In this issue we twice quote an Ontario Federation of Agriculture statistic that farmland is disappearing in this province at a rate of 175 acres per day. Sadly, these hills are not exempt from the forces behind that alarming statistic.
When I first moved to the freshly minted Town of Caledon back in 1974 (the year its former townships were amalgamated into the new Region of Peel), the character of the town was still definitively agricultural. But even then, speculators were buying up farmland at the south end of the town, eager to capitalize on the massive urban development in neighbouring Brampton and Mississauga.
Twenty years later, when this magazine was launched in 1994, the town’s population had doubled and the traditional farm community was aging out.
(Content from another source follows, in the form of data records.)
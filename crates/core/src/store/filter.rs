//! Category and date-range filtering over expense sequences.

use chrono::{DateTime, Utc};
use serde::{Deserialize, Serialize};
use thiserror::Error;
use tracing::debug;

use crate::calendar::ReferenceCalendar;
use crate::category::CategoryRegistry;
use crate::expense::Expense;

/// Errors raised while resolving a listing query.
#[derive(Debug, Clone, PartialEq, Eq, Error)]
pub enum FilterError {
    /// At least one bound of the date range is not a valid date.
    #[error("Invalid date range: start {start:?}, end {end:?}")]
    InvalidDateRange {
        /// Start bound as supplied.
        start: String,
        /// End bound as supplied.
        end: String,
    },
}

impl From<FilterError> for spendlog_shared::AppError {
    fn from(err: FilterError) -> Self {
        match err {
            FilterError::InvalidDateRange { start, end } => {
                Self::InvalidDateRange(format!("start {start:?}, end {end:?}"))
            }
        }
    }
}

/// Listing query as supplied by a client. Empty strings count as absent.
#[derive(Debug, Clone, Default, PartialEq, Eq, Serialize, Deserialize)]
#[serde(rename_all = "camelCase")]
pub struct ExpenseQuery {
    /// Category to keep.
    pub category: Option<String>,
    /// Inclusive lower bound; only used together with `end_date`.
    pub start_date: Option<String>,
    /// Inclusive upper bound; only used together with `start_date`.
    pub end_date: Option<String>,
}

impl ExpenseQuery {
    /// Creates a query that matches everything.
    #[must_use]
    pub fn new() -> Self {
        Self::default()
    }

    /// Restricts the query to a category.
    #[must_use]
    pub fn with_category(mut self, category: impl Into<String>) -> Self {
        self.category = Some(category.into());
        self
    }

    /// Restricts the query to an inclusive date range.
    #[must_use]
    pub fn with_date_range(mut self, start: impl Into<String>, end: impl Into<String>) -> Self {
        self.start_date = Some(start.into());
        self.end_date = Some(end.into());
        self
    }

    /// Resolves the raw query into a filter.
    ///
    /// A category that is not registered is ignored rather than matching
    /// nothing. The date range applies only when both bounds are present.
    ///
    /// # Errors
    ///
    /// Returns `FilterError::InvalidDateRange` if either bound is present
    /// alongside the other but fails to parse.
    pub fn resolve(
        &self,
        registry: &CategoryRegistry,
        calendar: &ReferenceCalendar,
    ) -> Result<ExpenseFilter, FilterError> {
        let category = match non_empty(self.category.as_ref()) {
            Some(c) if registry.contains(c) => Some(c.to_string()),
            Some(c) => {
                debug!(category = %c, "Ignoring unregistered category filter");
                None
            }
            None => None,
        };

        let date_range = match (
            non_empty(self.start_date.as_ref()),
            non_empty(self.end_date.as_ref()),
        ) {
            (Some(start), Some(end)) => match (calendar.parse(start), calendar.parse(end)) {
                (Some(start), Some(end)) => Some(DateRange { start, end }),
                _ => {
                    return Err(FilterError::InvalidDateRange {
                        start: start.to_string(),
                        end: end.to_string(),
                    });
                }
            },
            _ => None,
        };

        Ok(ExpenseFilter {
            category,
            date_range,
        })
    }
}

fn non_empty(value: Option<&String>) -> Option<&str> {
    value.map(String::as_str).filter(|s| !s.is_empty())
}

/// Inclusive range of instants.
#[derive(Debug, Clone, Copy, PartialEq, Eq)]
pub struct DateRange {
    /// First instant included.
    pub start: DateTime<Utc>,
    /// Last instant included.
    pub end: DateTime<Utc>,
}

impl DateRange {
    /// Returns true if `instant` lies within the range, bounds included.
    #[must_use]
    pub fn contains(&self, instant: DateTime<Utc>) -> bool {
        instant >= self.start && instant <= self.end
    }
}

/// Resolved filter. Both criteria must hold when both are set.
#[derive(Debug, Clone, Default, PartialEq, Eq)]
pub struct ExpenseFilter {
    /// Exact category to keep.
    pub category: Option<String>,
    /// Inclusive date range to keep.
    pub date_range: Option<DateRange>,
}

impl ExpenseFilter {
    /// Returns true if the filter keeps everything.
    #[must_use]
    pub fn is_empty(&self) -> bool {
        self.category.is_none() && self.date_range.is_none()
    }

    /// Returns true if `expense` passes every active criterion.
    #[must_use]
    pub fn matches(&self, expense: &Expense) -> bool {
        self.category
            .as_deref()
            .is_none_or(|category| expense.category == category)
            && self
                .date_range
                .is_none_or(|range| range.contains(expense.date))
    }

    /// Keeps matching expenses, preserving their relative order.
    #[must_use]
    pub fn apply(&self, expenses: &[Expense]) -> Vec<Expense> {
        expenses
            .iter()
            .filter(|e| self.matches(e))
            .cloned()
            .collect()
    }
}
Although there were still plenty of farmers, they were outnumbered by newcomers, and agriculture did not dominate the character of the community as it once had.
By then I had moved to Dufferin, which like Caledon also had a population of about 40,000, more than half in Orangeville. But now things are evolving differently in the two municipalities. Caledon’s population has doubled again to over 80,000, and is projected to double once more in the next 20 years to 160,000 and then make an exponential jump to 300,000 by 2051. Most of that population influx will occur in the south end, wiping out thousands of acres of prime agricultural land on the Peel Plain, along with most of the town’s remaining large-scale farm operations. Dufferin’s population has likewise increased to about 70,000, but projected growth is much smaller than in Caledon, hitting about 95,000 by 2051, most of it in the existing urban centres of Orangeville and Shelburne.
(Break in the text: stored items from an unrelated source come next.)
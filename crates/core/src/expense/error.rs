//! Expense validation errors.

use thiserror::Error;

/// Reasons a candidate expense is rejected.
///
/// Any single failure rejects the whole record.
#[derive(Debug, Clone, PartialEq, Eq, Error)]
pub enum ExpenseValidationError {
    /// Category is missing or blank.
    #[error("Category is required")]
    MissingCategory,

    /// Category is not in the registry.
    #[error("Unknown category: {0}")]
    UnknownCategory(String),

    /// Amount is missing.
    #[error("Amount is required")]
    MissingAmount,

    /// Amount is not a number.
    #[error("Amount is not a valid number: {0:?}")]
    InvalidAmount(String),

    /// Amount is zero or negative.
    #[error("Amount must be greater than zero")]
    NonPositiveAmount,

    /// Amount exceeds `MAX_AMOUNT`.
    #[error("Amount must not exceed {}", crate::expense::MAX_AMOUNT)]
    AmountTooLarge,

    /// Date is missing.
    #[error("Date is required")]
    MissingDate,

    /// Date cannot be parsed.
    #[error("Date is not valid: {0:?}")]
    InvalidDate(String),
}

impl From<ExpenseValidationError> for spendlog_shared::AppError {
    fn from(err: ExpenseValidationError) -> Self {
        Self::Validation(err.to_string())
    }
}
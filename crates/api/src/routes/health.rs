//! Health check endpoints.

use axum::{Json, Router, routing::get};
use serde::Serialize;

use crate::AppState;

/// Health check response.
#[derive(Serialize)]
pub struct HealthResponse {
    /// Service status.
    pub status: &'static str,
    /// Service version.
    pub version: &'static str,
}

/// Health check handler.
async fn health_check() -> Json<HealthResponse> {
    Json(HealthResponse {
        status: "healthy",
        version: env!("CARGO_PKG_VERSION"),
    })
}

/// Creates health check routes.
pub fn routes() -> Router<AppState> {
    Router::new().route("/health", get(health_check))
}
In other words, large-scale farming in Dufferin still has a fighting chance of remaining a viable industry – that is, of continuing to contribute both to feeding Canadians and to maintaining national food security in an unsettled global market.
But loss of farmland is not the only threat to the sustainability of farming. Another significant one is the increasing distance between us as consumers and the origin of the food we eat. That lack of public awareness allows the vital preservation of farmers and farmland to drop beneath the radar of political policymakers. To help right that balance, in these pages, writer Anthony Jenkins sits down for a candid discussion with three Dufferin farmers to talk about their business – and what they want the public to understand about it. As a companion to that discussion, we’ve resurrected and updated a story by Dorothy Pedersen from our summer 2000 issue. Called “An Exurbanite’s Guide to Field Crops,” it’s a primer for those who want to boost their farming IQ.